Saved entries
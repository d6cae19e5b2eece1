//! Community membership and post authorization
//!
//! One OWNER per community, assigned at creation. Post write access is
//! role-based (OWNER/ADMIN), widened to the author for update/delete.
//! Reads of a private community's posts require membership; public
//! communities are readable anonymously.

use sqlx::SqlitePool;

use crate::auth::CurrentUser;
use crate::db::repository::{community, member, post, reservation};
use crate::utils::{AppError, AppResult};
use shared::models::{
    Community, CommunityCreate, CommunityDetail, Member, PostCreate, PostUpdate, PostWithAuthor,
};
use shared::types::{CommunityType, CommunityVisibility, MemberRole, PostKind, UserRole};

/// Create a community; the creator becomes its single OWNER and the
/// community type is derived from the creator's role
pub async fn create_community(
    pool: &SqlitePool,
    creator: &CurrentUser,
    data: CommunityCreate,
) -> AppResult<Community> {
    if community::find_by_name(pool, &data.name).await?.is_some() {
        return Err(AppError::conflict(format!(
            "A community named '{}' already exists",
            data.name
        )));
    }

    let community_type = match creator.role {
        UserRole::Business => CommunityType::Restaurant,
        UserRole::Customer | UserRole::Admin => CommunityType::User,
    };

    let created = community::create(pool, data, community_type).await?;
    member::create(pool, created.id, creator.id, MemberRole::Owner).await?;

    tracing::info!(
        community_id = created.id,
        creator_id = creator.id,
        "Community created"
    );

    Ok(created)
}

pub async fn get_community(pool: &SqlitePool, community_id: i64) -> AppResult<CommunityDetail> {
    let community = community::find_by_id(pool, community_id)
        .await?
        .ok_or_else(|| AppError::not_found(format!("Community {community_id} not found")))?;
    let members = member::find_by_community(pool, community_id).await?;
    Ok(CommunityDetail { community, members })
}

/// Direct join, only for public communities
pub async fn join_community(
    pool: &SqlitePool,
    user: &CurrentUser,
    community_id: i64,
) -> AppResult<Member> {
    let community = community::find_by_id(pool, community_id)
        .await?
        .ok_or_else(|| AppError::not_found(format!("Community {community_id} not found")))?;

    if community.visibility == CommunityVisibility::Private {
        // Private communities would need an invite flow, which does not
        // exist yet
        return Err(AppError::business_rule(
            "Private communities cannot be joined directly",
        ));
    }

    if member::find_by_user_and_community(pool, user.id, community_id)
        .await?
        .is_some()
    {
        return Err(AppError::conflict(
            "You are already a member of this community",
        ));
    }

    let created = member::create(pool, community_id, user.id, MemberRole::Participant).await?;
    tracing::info!(community_id, user_id = user.id, "Member joined community");
    Ok(created)
}

/// Remove a member. Self-removal is always allowed, removing someone else
/// requires OWNER, and the OWNER can never be removed by anyone.
pub async fn remove_member(
    pool: &SqlitePool,
    actor: &CurrentUser,
    community_id: i64,
    user_id: i64,
) -> AppResult<()> {
    community::find_by_id(pool, community_id)
        .await?
        .ok_or_else(|| AppError::not_found(format!("Community {community_id} not found")))?;

    let target = member::find_by_user_and_community(pool, user_id, community_id)
        .await?
        .ok_or_else(|| AppError::not_found("User is not a member of this community"))?;

    if target.member_role == MemberRole::Owner {
        return Err(AppError::business_rule(
            "The owner cannot be removed from a community",
        ));
    }

    if actor.id != user_id {
        let actor_member = member::find_by_user_and_community(pool, actor.id, community_id)
            .await?
            .ok_or_else(|| AppError::forbidden("You are not a member of this community"))?;
        if actor_member.member_role != MemberRole::Owner {
            return Err(AppError::forbidden(
                "Only the owner can remove other members",
            ));
        }
    }

    member::delete(pool, target.id).await?;
    tracing::info!(community_id, removed_user_id = user_id, actor_id = actor.id, "Member removed");
    Ok(())
}

/// Change a member's role. OWNER only; the owner's own role is fixed and
/// ownership cannot be handed out.
pub async fn update_member_role(
    pool: &SqlitePool,
    actor: &CurrentUser,
    community_id: i64,
    user_id: i64,
    new_role: MemberRole,
) -> AppResult<Member> {
    community::find_by_id(pool, community_id)
        .await?
        .ok_or_else(|| AppError::not_found(format!("Community {community_id} not found")))?;

    let actor_member = require_member(pool, actor, community_id).await?;
    if actor_member.member_role != MemberRole::Owner {
        return Err(AppError::forbidden("Only the owner can change member roles"));
    }

    let target = member::find_by_user_and_community(pool, user_id, community_id)
        .await?
        .ok_or_else(|| AppError::not_found("User is not a member of this community"))?;

    if target.member_role == MemberRole::Owner {
        return Err(AppError::business_rule("The owner's role cannot be changed"));
    }
    if new_role == MemberRole::Owner {
        return Err(AppError::validation(
            "Ownership cannot be transferred to another member",
        ));
    }

    let updated = member::update_role(pool, target.id, new_role).await?;
    tracing::info!(
        community_id,
        member_id = target.id,
        new_role = ?new_role,
        "Member role updated"
    );
    Ok(updated)
}

/// Membership guard for reads of a private community's content
async fn check_read_access(
    pool: &SqlitePool,
    viewer: Option<&CurrentUser>,
    community: &Community,
) -> AppResult<()> {
    if community.visibility == CommunityVisibility::Public {
        return Ok(());
    }
    let viewer = viewer.ok_or(AppError::Unauthorized)?;
    member::find_by_user_and_community(pool, viewer.id, community.id)
        .await?
        .ok_or_else(|| AppError::forbidden("Only members can view this community's posts"))?;
    Ok(())
}

/// Load the actor's membership, failing with 403 for non-members
async fn require_member(
    pool: &SqlitePool,
    actor: &CurrentUser,
    community_id: i64,
) -> AppResult<Member> {
    member::find_by_user_and_community(pool, actor.id, community_id)
        .await?
        .ok_or_else(|| AppError::forbidden("You are not a member of this community"))
}

/// Publish a post; OWNER/ADMIN only
pub async fn create_post(
    pool: &SqlitePool,
    actor: &CurrentUser,
    community_id: i64,
    mut data: PostCreate,
) -> AppResult<PostWithAuthor> {
    community::find_by_id(pool, community_id)
        .await?
        .ok_or_else(|| AppError::not_found(format!("Community {community_id} not found")))?;

    let actor_member = require_member(pool, actor, community_id).await?;
    if !actor_member.member_role.can_moderate() {
        return Err(AppError::forbidden(
            "Only owners and admins can publish posts",
        ));
    }

    if let Some(reservation_id) = data.reservation_id {
        reservation::find_by_id(pool, reservation_id)
            .await?
            .ok_or_else(|| {
                AppError::not_found(format!("Reservation {reservation_id} not found"))
            })?;
        // A linked reservation makes this an open-reservation post
        data.kind.get_or_insert(PostKind::OpenReservation);
    }

    let created = post::create(pool, community_id, actor_member.id, data).await?;
    tracing::info!(
        post_id = created.id,
        community_id,
        author_member_id = actor_member.id,
        "Post published"
    );
    Ok(created)
}

/// Posts of a community, respecting private-community read access
pub async fn list_posts(
    pool: &SqlitePool,
    viewer: Option<&CurrentUser>,
    community_id: i64,
) -> AppResult<Vec<PostWithAuthor>> {
    let community = community::find_by_id(pool, community_id)
        .await?
        .ok_or_else(|| AppError::not_found(format!("Community {community_id} not found")))?;
    check_read_access(pool, viewer, &community).await?;
    Ok(post::find_by_community(pool, community_id).await?)
}

/// Single post, respecting private-community read access
pub async fn get_post(
    pool: &SqlitePool,
    viewer: Option<&CurrentUser>,
    post_id: i64,
) -> AppResult<PostWithAuthor> {
    let post = post::find_by_id(pool, post_id)
        .await?
        .ok_or_else(|| AppError::not_found(format!("Post {post_id} not found")))?;
    let community = community::find_by_id(pool, post.community_id)
        .await?
        .ok_or_else(|| AppError::not_found(format!("Community {} not found", post.community_id)))?;
    check_read_access(pool, viewer, &community).await?;
    Ok(post)
}

/// Moderators may edit any post, authors their own
async fn check_write_access(
    pool: &SqlitePool,
    actor: &CurrentUser,
    post: &PostWithAuthor,
) -> AppResult<()> {
    let actor_member = require_member(pool, actor, post.community_id).await?;
    if actor_member.member_role.can_moderate() || actor_member.id == post.author_member_id {
        return Ok(());
    }
    Err(AppError::forbidden(
        "Only owners, admins or the author can modify a post",
    ))
}

pub async fn update_post(
    pool: &SqlitePool,
    actor: &CurrentUser,
    post_id: i64,
    data: PostUpdate,
) -> AppResult<PostWithAuthor> {
    let post = post::find_by_id(pool, post_id)
        .await?
        .ok_or_else(|| AppError::not_found(format!("Post {post_id} not found")))?;
    check_write_access(pool, actor, &post).await?;
    Ok(post::update(pool, post_id, data).await?)
}

pub async fn delete_post(pool: &SqlitePool, actor: &CurrentUser, post_id: i64) -> AppResult<()> {
    let post = post::find_by_id(pool, post_id)
        .await?
        .ok_or_else(|| AppError::not_found(format!("Post {post_id} not found")))?;
    check_write_access(pool, actor, &post).await?;
    post::delete(pool, post_id).await?;
    tracing::info!(post_id, actor_id = actor.id, "Post deleted");
    Ok(())
}

/// Image upload authorization: OWNER/ADMIN of the community
pub async fn check_image_access(
    pool: &SqlitePool,
    actor: &CurrentUser,
    community_id: i64,
) -> AppResult<Community> {
    let community = community::find_by_id(pool, community_id)
        .await?
        .ok_or_else(|| AppError::not_found(format!("Community {community_id} not found")))?;
    let actor_member = require_member(pool, actor, community_id).await?;
    if !actor_member.member_role.can_moderate() {
        return Err(AppError::forbidden(
            "Only owners and admins can change the community image",
        ));
    }
    Ok(community)
}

**What you need to do**
The lines above that hold the word "admins" should be found and copied out.

**Answer to the problem**
            "Only owners and admins can publish posts",
        "Only owners, admins or the author can modify a post",
            "Only owners and admins can change the community image",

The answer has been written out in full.